King has thus far declined to act, despite having served as the acting Secretary of Education since January. He has subsequently become the subject of ire of thousands of debt-saddled college students who have appealed to the department to forgive their obligations to for-profit schools that fraudulently lured them into traps
One school, Corinthian Colleges, filed for bankruptcy last year after the department fined it $30 million for lying to students about job placement prospects and accreditation. The Consumer Financial Protection Bureau followed up by levying more than $500 million in fines, which the shuttered school was unable to pay.
The Secretary of Education has unique power to relieve students of their federally-guaranteed student loan obligations under a rule called “Defense to Repayment”–one that the Obama administration has thus far refused to widely invoke.
Last year, fifteen former Corinthian students declared a debt strike and descended on Washington to tell their stories to lawmakers and department officials. Former Education Secretary Arne Duncan promised relief for them last June. So far, little has materialized.

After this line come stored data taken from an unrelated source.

//! Load-shape benchmark orchestration.
//!
//! Four scenarios — single-stream, concurrent-multiuser, fixed-rate
//! sustained load, and closed-loop stress — all share the same lifecycle:
//! pre-flight checks, start the resource sampler, mark the start instant,
//! run the workload, mark the end instant, stop the sampler. The sampler
//! stop is guaranteed by the monitor's drop guard even when a workload
//! errors. Thread count is bounded by the scenario's configured
//! concurrency: one thread per simulated user plus the sampler.

use std::collections::BTreeMap;
use std::panic::{AssertUnwindSafe, catch_unwind};
use std::sync::Arc;
use std::sync::mpsc;
use std::thread;
use std::time::{Duration, Instant};
use tracing::{info, warn};

use crate::agent::AgentConnector;
use crate::config::HarnessConfig;
use crate::error::{BenchmarkError, Result};
use crate::executor::TestExecutor;
use crate::metrics::{BenchmarkStats, PerformanceMetrics};
use crate::monitor::SystemMonitor;
use crate::types::TestCase;

/// One worker's per-request outcome, funnelled through the result queue.
#[derive(Debug)]
struct WorkerObservation {
    response_secs: f64,
    success: bool,
    user_id: usize,
    request_id: usize,
    error: Option<String>,
}

pub struct PerformanceBenchmark {
    config: HarnessConfig,
    connector: Arc<dyn AgentConnector>,
}

impl PerformanceBenchmark {
    pub fn new(config: HarnessConfig, connector: Arc<dyn AgentConnector>) -> Self {
        Self { config, connector }
    }

    /// Pre-flight gate: server reachable and agent constructible. Returns
    /// a ready executor, or fails before any monitor starts.
    fn preflight(&self, label: &str, cases: &[TestCase]) -> Result<TestExecutor> {
        if cases.is_empty() {
            return Err(BenchmarkError::EmptySelection { label: label.into() }.into());
        }
        let mut executor = TestExecutor::new(self.config.clone(), Arc::clone(&self.connector));
        if !executor.check_server_availability() {
            return Err(BenchmarkError::PreflightFailed {
                reason: "tool server unavailable".into(),
            }
            .into());
        }
        if !executor.initialize_agent() {
            return Err(BenchmarkError::PreflightFailed {
                reason: "agent initialization failed".into(),
            }
            .into());
        }
        Ok(executor)
    }

    /// Sequential loop over `iterations`, one request at a time with a
    /// small fixed pause. Per-iteration faults are recorded with their
    /// elapsed time and never abort the loop.
    pub fn single_request(
        &self,
        cases: &[TestCase],
        iterations: usize,
    ) -> Result<Arc<PerformanceMetrics>> {
        info!(iterations, "single-request benchmark");
        let mut executor = self.preflight("single_request", cases)?;

        let metrics = Arc::new(PerformanceMetrics::new());
        let mut monitor =
            SystemMonitor::start(Arc::clone(&metrics), self.config.pacing.monitor_interval());
        metrics.mark_start();

        for i in 0..iterations {
            if i % 10 == 0 {
                info!(progress = i, total = iterations, "single-request progress");
            }
            let case = &cases[i % cases.len()];
            record_one(&metrics, &mut executor, case);
            thread::sleep(self.config.pacing.single_request_pause());
        }

        metrics.mark_end();
        monitor.stop();
        Ok(metrics)
    }

    /// `concurrent_users` workers, each owning an independent executor
    /// and agent handle, each issuing `requests_per_user` sequential
    /// requests. Outcomes flow through one mpsc queue; the orchestrator
    /// joins all workers, then drains the queue into the shared metrics.
    /// No ordering is guaranteed across workers.
    pub fn concurrent(
        &self,
        cases: &[TestCase],
        concurrent_users: usize,
        requests_per_user: usize,
    ) -> Result<Arc<PerformanceMetrics>> {
        info!(concurrent_users, requests_per_user, "concurrent benchmark");
        let _gate = self.preflight("concurrent", cases)?;

        let metrics = Arc::new(PerformanceMetrics::new());
        let mut monitor =
            SystemMonitor::start(Arc::clone(&metrics), self.config.pacing.monitor_interval());
        metrics.mark_start();

        let (tx, rx) = mpsc::channel::<WorkerObservation>();
        let mut workers = Vec::with_capacity(concurrent_users);

        for user_id in 0..concurrent_users {
            let tx = tx.clone();
            let config = self.config.clone();
            let connector = Arc::clone(&self.connector);
            let cases = cases.to_vec();

            workers.push(thread::spawn(move || {
                let mut executor = TestExecutor::new(config, connector);
                if !executor.initialize_agent() {
                    // Account for every planned request so the aggregate
                    // observation count stays exact.
                    for request_id in 0..requests_per_user {
                        let _ = tx.send(WorkerObservation {
                            response_secs: 0.0,
                            success: false,
                            user_id,
                            request_id,
                            error: Some("agent initialization failed".into()),
                        });
                    }
                    return;
                }

                for request_id in 0..requests_per_user {
                    let case = &cases[(user_id * requests_per_user + request_id) % cases.len()];
                    let started = Instant::now();
                    let result = executor.execute_test(case);
                    let _ = tx.send(WorkerObservation {
                        response_secs: started.elapsed().as_secs_f64(),
                        success: result.success,
                        user_id,
                        request_id,
                        error: (!result.error_message.is_empty()).then(|| result.error_message),
                    });
                }
            }));
        }
        drop(tx);

        let mut panicked = 0usize;
        for worker in workers {
            if worker.join().is_err() {
                panicked += 1;
            }
        }

        for observation in rx.iter() {
            if let Some(error) = &observation.error {
                warn!(
                    user = observation.user_id,
                    request = observation.request_id,
                    %error,
                    "worker request failed"
                );
            }
            metrics.record_response_time(observation.response_secs);
            metrics.record_outcome(observation.success);
        }

        metrics.mark_end();
        monitor.stop();

        if panicked > 0 {
            return Err(BenchmarkError::WorkerPanicked {
                message: format!("{panicked} worker(s) panicked"),
            }
            .into());
        }
        Ok(metrics)
    }

    /// Hold a target request rate until the wall-clock deadline. Pacing is
    /// best-effort: a request slower than the nominal interval degrades
    /// the achieved rate, it never triggers a catch-up burst.
    pub fn sustained_load(
        &self,
        cases: &[TestCase],
        target_rps: f64,
        duration: Duration,
    ) -> Result<Arc<PerformanceMetrics>> {
        info!(target_rps, duration_secs = duration.as_secs_f64(), "sustained-load benchmark");
        if target_rps <= 0.0 {
            return Err(BenchmarkError::PreflightFailed {
                reason: format!("target rate must be positive, got {target_rps}"),
            }
            .into());
        }
        let mut executor = self.preflight("sustained_load", cases)?;

        let metrics = Arc::new(PerformanceMetrics::new());
        let mut monitor =
            SystemMonitor::start(Arc::clone(&metrics), self.config.pacing.monitor_interval());
        metrics.mark_start();

        let interval = Duration::from_secs_f64(1.0 / target_rps);
        let deadline = Instant::now() + duration;
        let mut request_count = 0usize;

        while Instant::now() < deadline {
            let case = &cases[request_count % cases.len()];
            let started = Instant::now();
            record_one(&metrics, &mut executor, case);
            request_count += 1;

            if request_count % 50 == 0 {
                info!(requests = request_count, "sustained-load progress");
            }

            thread::sleep(interval.saturating_sub(started.elapsed()));
        }

        metrics.mark_end();
        monitor.stop();
        Ok(metrics)
    }

    /// Fixed request count, back-to-back with no pacing delay, to surface
    /// resource growth under maximum offered load.
    pub fn stress(&self, cases: &[TestCase], max_requests: usize) -> Result<Arc<PerformanceMetrics>> {
        info!(max_requests, "stress benchmark");
        let mut executor = self.preflight("stress", cases)?;

        let metrics = Arc::new(PerformanceMetrics::new());
        let mut monitor =
            SystemMonitor::start(Arc::clone(&metrics), self.config.pacing.monitor_interval());
        metrics.mark_start();

        for i in 0..max_requests {
            if i % 100 == 0 {
                info!(progress = i, total = max_requests, "stress progress");
            }
            record_one(&metrics, &mut executor, &cases[i % cases.len()]);
        }

        metrics.mark_end();
        monitor.stop();
        Ok(metrics)
    }
}

/// Execute one case and record timing and outcome. A panic inside the
/// execution path is recorded as a failed observation with its elapsed
/// time; it never aborts the workload loop.
fn record_one(metrics: &PerformanceMetrics, executor: &mut TestExecutor, case: &TestCase) {
    let started = Instant::now();
    let outcome = catch_unwind(AssertUnwindSafe(|| executor.execute_test(case)));
    let elapsed = started.elapsed().as_secs_f64();
    metrics.record_response_time(elapsed);
    match outcome {
        Ok(result) => metrics.record_outcome(result.success),
        Err(_) => {
            warn!(id = %case.id, "request execution panicked");
            metrics.record_outcome(false);
        }
    }
}

/// Named scenario snapshots for one benchmark session; labels are unique.
#[derive(Debug, Default, serde::Serialize)]
#[serde(transparent)]
pub struct BenchmarkSession {
    scenarios: BTreeMap<String, BenchmarkStats>,
}

impl BenchmarkSession {
    pub fn new() -> Self {
        Self::default()
    }

    /// Record a scenario's statistics under a unique label.
    pub fn record(&mut self, label: impl Into<String>, stats: BenchmarkStats) -> Result<()> {
        let label = label.into();
        if self.scenarios.contains_key(&label) {
            return Err(BenchmarkError::DuplicateScenario { label }.into());
        }
        self.scenarios.insert(label, stats);
        Ok(())
    }

    pub fn scenarios(&self) -> &BTreeMap<String, BenchmarkStats> {
        &self.scenarios
    }

    pub fn is_empty(&self) -> bool {
        self.scenarios.is_empty()
    }
}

In the intervening months, roughly 200 former Corinthian students have joined the strike, and more than 5,000 students of other private for-profit colleges have asked the Department of Education for debt forgiveness–through a portal set up by the Debt Collective organization, which has been representing the strikers.
Instead of unilaterally wiping clean the student’s debt, King opted earlier this year to formulate new regulations through a lengthy rule-making process that he claims will eventually expand the department’s debt forgiveness tools. The debt strikers say this is insufficient.
“They’re just now trying to cover their own ass. They don’t want to give relief,” Alicia Stevens, a 70-year-old student debt striker told The Sentinel last month. “We didn’t ask for this.”
Although not finalized yet, the new framework already aims to exclude many defrauded borrowers. For one, it has a two-year statue of limitation to ask for relief; students said that it often isn’t clear they’ve been defrauded until well after two years have passed. The proposed regulations also bar students’ parents from forgiveness for loans they took out on behalf of their kids. Additionally, it would force students to deal with schools on an individual basis, rather than through a class action.
One of the most vocal supporters of the student debt strikers on Capitol Hill has been Sen. Elizabeth Warren (D-Mass.). Ahead of Monday’s consideration, she said in a floor speech that it has been “practically impossible to get the department to pit the interest of students ahead of the interests of private contractors and for-profit colleges.”
Warren, however, voted Monday to confirm King in a 49-40 vote, saying he’s taken “serious steps in the right direction.”
“@JohnKingatED didn’t create these problems at @usedgov – but he has a lot of work to do to get the Dept’s higher ed house in order,” Warren tweeted afterward.
A handful of Republican Senators joined Democrats to support King’s nomination, including former Education Secretary under George HW Bush, Sen. Lamar Alexander (R-Tenn.). Alexander said he saw practical value in voting “yea.”
“This vote is not about whether one of us would have chosen Dr. King to be the education secretary,” Sen. Alexander said in remarks on the floor. “Republicans won’t have the privilege of picking an education secretary until we elect the president of the United States.”